What you should do
Every line of the records below from the line with "pub async fn save(&self, path: &Path)" up to and including the line with "pub async fn discover()" must be reproduced exactly, and no line outside that range.

Stored items
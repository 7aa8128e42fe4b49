pub mod paths;
pub mod validation;

pub use paths::{config_dir, project_config_path, user_config_path};

use clap::Subcommand;
use serde::{Deserialize, Serialize};
use std::path::Path;

use crate::core::constants::tools;
use crate::core::errors::ConfigError;
use crate::core::{ExportConfig, ExportFormat, SortBy, DEFAULT_ICON_HEAVY_THRESHOLD};

/// Configuration actions for figbridge
#[derive(Debug, Clone, Subcommand)]
pub enum ConfigAction {
    /// Initialize configuration file
    Init,
    /// Show current configuration
    Show,
}

/// Unified configuration for figbridge.
///
/// Consolidates output, classification, and naming settings into a single
/// TOML-backed structure. A project-local `.figbridge.toml` takes precedence
/// over the user-level config file; absence of both means defaults.
#[derive(Debug, Clone, Serialize, Deserialize)]
#[serde(default)]
pub struct FigBridgeConfig {
    /// Document rendering settings
    pub output: OutputConfig,
    /// Component classification and supplementation settings
    pub classification: ClassificationConfig,
    /// Token naming settings
    pub naming: NamingConfig,
}

/// Document rendering settings
#[derive(Debug, Clone, Serialize, Deserialize)]
#[serde(default)]
pub struct OutputConfig {
    pub format: ExportFormat,
    pub include_summary: bool,
    pub include_scaffolds: bool,
    pub max_icons_shown: usize,
}

impl Default for OutputConfig {
    fn default() -> Self {
        Self {
            format: ExportFormat::Markdown,
            include_summary: true,
            include_scaffolds: true,
            max_icons_shown: 5,
        }
    }
}

/// Component classification and supplementation settings
#[derive(Debug, Clone, Serialize, Deserialize)]
#[serde(default)]
pub struct ClassificationConfig {
    /// Icon share above which canonical UI patterns are supplemented
    pub icon_heavy_threshold: f32,
    /// Disable to keep icon-heavy extractions as-is
    pub supplement_patterns: bool,
}

impl Default for ClassificationConfig {
    fn default() -> Self {
        Self {
            icon_heavy_threshold: DEFAULT_ICON_HEAVY_THRESHOLD,
            supplement_patterns: true,
        }
    }
}

/// Token naming settings
#[derive(Debug, Clone, Serialize, Deserialize)]
#[serde(default)]
pub struct NamingConfig {
    /// Target tool preset used when `--tool` is not given
    pub default_tool: String,
}

impl Default for NamingConfig {
    fn default() -> Self {
        Self {
            default_tool: tools::BOLT.to_string(),
        }
    }
}

impl Default for FigBridgeConfig {
    fn default() -> Self {
        Self {
            output: OutputConfig::default(),
            classification: ClassificationConfig::default(),
            naming: NamingConfig::default(),
        }
    }
}

impl FigBridgeConfig {
    pub fn new() -> Self {
        Self::default()
    }

    /// Load configuration from file, falling back to defaults if the file
    /// doesn't exist.
    pub async fn load_or_default(path: &Path) -> Result<Self, ConfigError> {
        if path.exists() {
            Self::load(path).await
        } else {
            Ok(Self::new())
        }
    }

    /// Load configuration from a TOML file
    pub async fn load(path: &Path) -> Result<Self, ConfigError> {
        let content =
            tokio::fs::read_to_string(path)
                .await
                .map_err(|source| ConfigError::ReadFailed {
                    path: path.to_path_buf(),
                    source,
                })?;

        let config: Self = toml::from_str(&content).map_err(|source| ConfigError::Toml {
            context: path.display().to_string(),
            message: source.to_string(),
            source,
        })?;
        config.validate()?;
        Ok(config)
    }

    /// Save configuration to a TOML file
    pub async fn save(&self, path: &Path) -> Result<(), ConfigError> {
        self.validate()?;

        if let Some(parent) = path.parent() {
            if !parent.as_os_str().is_empty() {
                tokio::fs::create_dir_all(parent).await.map_err(|source| {
                    ConfigError::WriteFailed {
                        path: parent.to_path_buf(),
                        source,
                    }
                })?;
            }
        }

        let content =
            toml::to_string_pretty(self).map_err(|source| ConfigError::TomlSerialize {
                message: source.to_string(),
                source,
            })?;
        tokio::fs::write(path, content)
            .await
            .map_err(|source| ConfigError::WriteFailed {
                path: path.to_path_buf(),
                source,
            })
    }

    /// Resolve the active configuration: project-local file first, then the
    /// user-level file, then defaults.
    pub async fn discover() -> Result<Self, ConfigError> {
        let project = paths::project_config_path();
        if project.exists() {
            return Self::load(&project).await;
        }

        if let Ok(user) = paths::user_config_path() {
            if user.exists() {
                return Self::load(&user).await;
            }
        }

        Ok(Self::new())
    }

    /// Project the output section onto the renderer's export settings.
    pub fn export_config(&self) -> ExportConfig {
        ExportConfig {
            format: self.output.format,
            include_summary: self.output.include_summary,
            include_scaffolds: self.output.include_scaffolds,
            max_icons_shown: self.output.max_icons_shown,
            sort_by: SortBy::Priority,
        }
    }
}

Your solution
    pub async fn save(&self, path: &Path) -> Result<(), ConfigError> {
        self.validate()?;

        if let Some(parent) = path.parent() {
            if !parent.as_os_str().is_empty() {
                tokio::fs::create_dir_all(parent).await.map_err(|source| {
                    ConfigError::WriteFailed {
                        path: parent.to_path_buf(),
                        source,
                    }
                })?;
            }
        }

        let content =
            toml::to_string_pretty(self).map_err(|source| ConfigError::TomlSerialize {
                message: source.to_string(),
                source,
            })?;
        tokio::fs::write(path, content)
            .await
            .map_err(|source| ConfigError::WriteFailed {
                path: path.to_path_buf(),
                source,
            })
    }

    /// Resolve the active configuration: project-local file first, then the
    /// user-level file, then defaults.
    pub async fn discover() -> Result<Self, ConfigError> {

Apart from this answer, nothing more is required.